I shake my head, laughing under my breath as I shrug, “-I guess so.” 
___
Chris’ POV
I keep waking up. I’m not sure what time it is, but it’s like my body doesn’t want to sleep, even though I’m very comfortable, I just wanna look at her in my arms. 
The slight sound of crickets echoing with the cool night air makes me sigh. My eyes drift over to her nightstand, her empty water bottle catching my attention. She had jugged all of it and fell back asleep within an instant a while ago, waking up a bit later, disappointed to find the bottle empty. 
Maybe I should fill it for her.
Yeah.
Slowly sliding away, I wince hearing her let out a small whimper, reaching out for me as I stand up fully. Her eyes peek open. I pet over her shoulder, cooing, “-hey, go back to sleep—’m just gonna fill your water, okay?” 

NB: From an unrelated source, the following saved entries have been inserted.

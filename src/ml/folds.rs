use rand::{SeedableRng, rngs::StdRng, seq::SliceRandom};

use super::search::SearchError;
use crate::dataset::LABELS;

/// One cross-validation split as row indices into the training set.
#[derive(Debug, Clone, PartialEq, Eq)]
pub struct Fold {
    pub train: Vec<usize>,
    pub test: Vec<usize>,
}

/// Stratified k-fold split.
///
/// Members of each class are dealt to folds round-robin in their original
/// order, or in a seeded shuffled order when `shuffle_seed` is set. Every
/// label in [`LABELS`] needs at least `k` members so that each fold sees each
/// class. Index lists are returned in ascending order.
pub fn stratified_k_fold(
    labels: &[usize],
    k: usize,
    shuffle_seed: Option<u64>,
) -> Result<Vec<Fold>, SearchError> {
    if k < 2 {
        return Err(SearchError::InvalidFolds(k));
    }
    if let Some(&label) = labels.iter().find(|&&label| !LABELS.contains(&label)) {
        return Err(SearchError::UnknownLabel(label));
    }
    let mut rng = shuffle_seed.map(StdRng::seed_from_u64);
    let mut assignment = vec![0usize; labels.len()];
    for label in LABELS {
        let mut members = labels
            .iter()
            .enumerate()
            .filter(|&(_, &l)| l == label)
            .map(|(idx, _)| idx)
            .collect::<Vec<_>>();
        if members.len() < k {
            return Err(SearchError::TooFewMembers {
                label,
                count: members.len(),
                folds: k,
            });
        }
        if let Some(rng) = rng.as_mut() {
            members.shuffle(rng);
        }
        for (position, idx) in members.into_iter().enumerate() {
            assignment[idx] = position % k;
        }
    }

    Ok((0..k)
        .map(|fold| {
            let (test, train): (Vec<usize>, Vec<usize>) =
                (0..labels.len()).partition(|&idx| assignment[idx] == fold);
            Fold { train, test }
        })
        .collect())
}

/// At most `count` row indices, taken evenly through each class in proportion
/// to its size. Returned in ascending order.
pub fn stratified_sample(labels: &[usize], count: usize) -> Vec<usize> {
    let total = labels.len();
    if count >= total {
        return (0..total).collect();
    }
    let mut picked = Vec::with_capacity(count);
    for label in LABELS {
        let members = labels
            .iter()
            .enumerate()
            .filter(|&(_, &l)| l == label)
            .map(|(idx, _)| idx)
            .collect::<Vec<_>>();
        let take = members.len() * count / total;
        picked.extend((0..take).map(|i| members[i * members.len() / take]));
    }
    picked.sort_unstable();
    picked
}

#[cfg(test)]
mod tests {
    use super::*;

    #[test]
    fn deals_each_class_round_robin() {
        let labels = [0, 1, 0, 1, 0, 1, 1, 0];
        let folds = stratified_k_fold(&labels, 2, None).unwrap();
        assert_eq!(folds[0].test, vec![0, 1, 4, 5]);
        assert_eq!(folds[1].test, vec![2, 3, 6, 7]);
        assert_eq!(folds[0].train, folds[1].test);
    }

    #[test]
    fn every_row_is_tested_exactly_once() {
        let labels = (0..23).map(|i| usize::from(i % 3 == 0)).collect::<Vec<_>>();
        let folds = stratified_k_fold(&labels, 5, Some(7)).unwrap();
        let mut seen = folds
            .iter()
            .flat_map(|fold| fold.test.iter().copied())
            .collect::<Vec<_>>();
        seen.sort_unstable();
        assert_eq!(seen, (0..23).collect::<Vec<_>>());
        for fold in &folds {
            assert_eq!(fold.train.len() + fold.test.len(), 23);
            assert!(fold.test.iter().any(|&idx| labels[idx] == 0));
            assert!(fold.test.iter().any(|&idx| labels[idx] == 1));
        }
    }

    #[test]
    fn seeded_shuffle_is_reproducible() {
        let labels = (0..40).map(|i| i % 2).collect::<Vec<_>>();
        let first = stratified_k_fold(&labels, 4, Some(42)).unwrap();
        let second = stratified_k_fold(&labels, 4, Some(42)).unwrap();
        assert_eq!(first, second);
    }

    #[test]
    fn small_class_is_an_error() {
        let err = stratified_k_fold(&[0, 0, 0, 1, 1], 3, None).unwrap_err();
        assert!(matches!(
            err,
            SearchError::TooFewMembers {
                label: 1,
                count: 2,
                folds: 3
            }
        ));
    }

    #[test]
    fn needs_at_least_two_folds() {
        assert!(matches!(
            stratified_k_fold(&[0, 1], 1, None),
            Err(SearchError::InvalidFolds(1))
        ));
    }

    #[test]
    fn sample_keeps_class_balance() {
        let labels = (0..100).map(|i| usize::from(i % 10 >= 3)).collect::<Vec<_>>();
        let picked = stratified_sample(&labels, 10);
        assert_eq!(picked.len(), 10);
        assert!(picked.windows(2).all(|pair| pair[0] < pair[1]));
        let zeros = picked.iter().filter(|&&idx| labels[idx] == 0).count();
        assert_eq!(zeros, 3);
    }

    #[test]
    fn sample_larger_than_input_keeps_everything() {
        assert_eq!(stratified_sample(&[1, 0, 1], 5), vec![0, 1, 2]);
    }
}
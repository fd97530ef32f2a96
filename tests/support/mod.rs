#![allow(dead_code)]

pub mod tsv;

She nods hazily, her eyes falling shut with a slight scowl printed on her face. 
God, she’s pretty.
My stomach flutters with warmth as I watch her bottom lip pout slightly, her arms reaching out and tugging the pillow that was beneath my head into her hold as she greedily takes a large breath.
Fuck.
She’s barely awake and she still wants me. 
With light steps, I carefully make my way out of her room, venturing through the halls in hopes of finding the kitchen. It doesn’t take long. I walk into the tiled room, the cold flooring against my feet making me miss the warmth of her touch. 
“Ugh,” I sigh, walking over to the sink and filling the bottle, trying to tilt the object to create as little noise as possible. 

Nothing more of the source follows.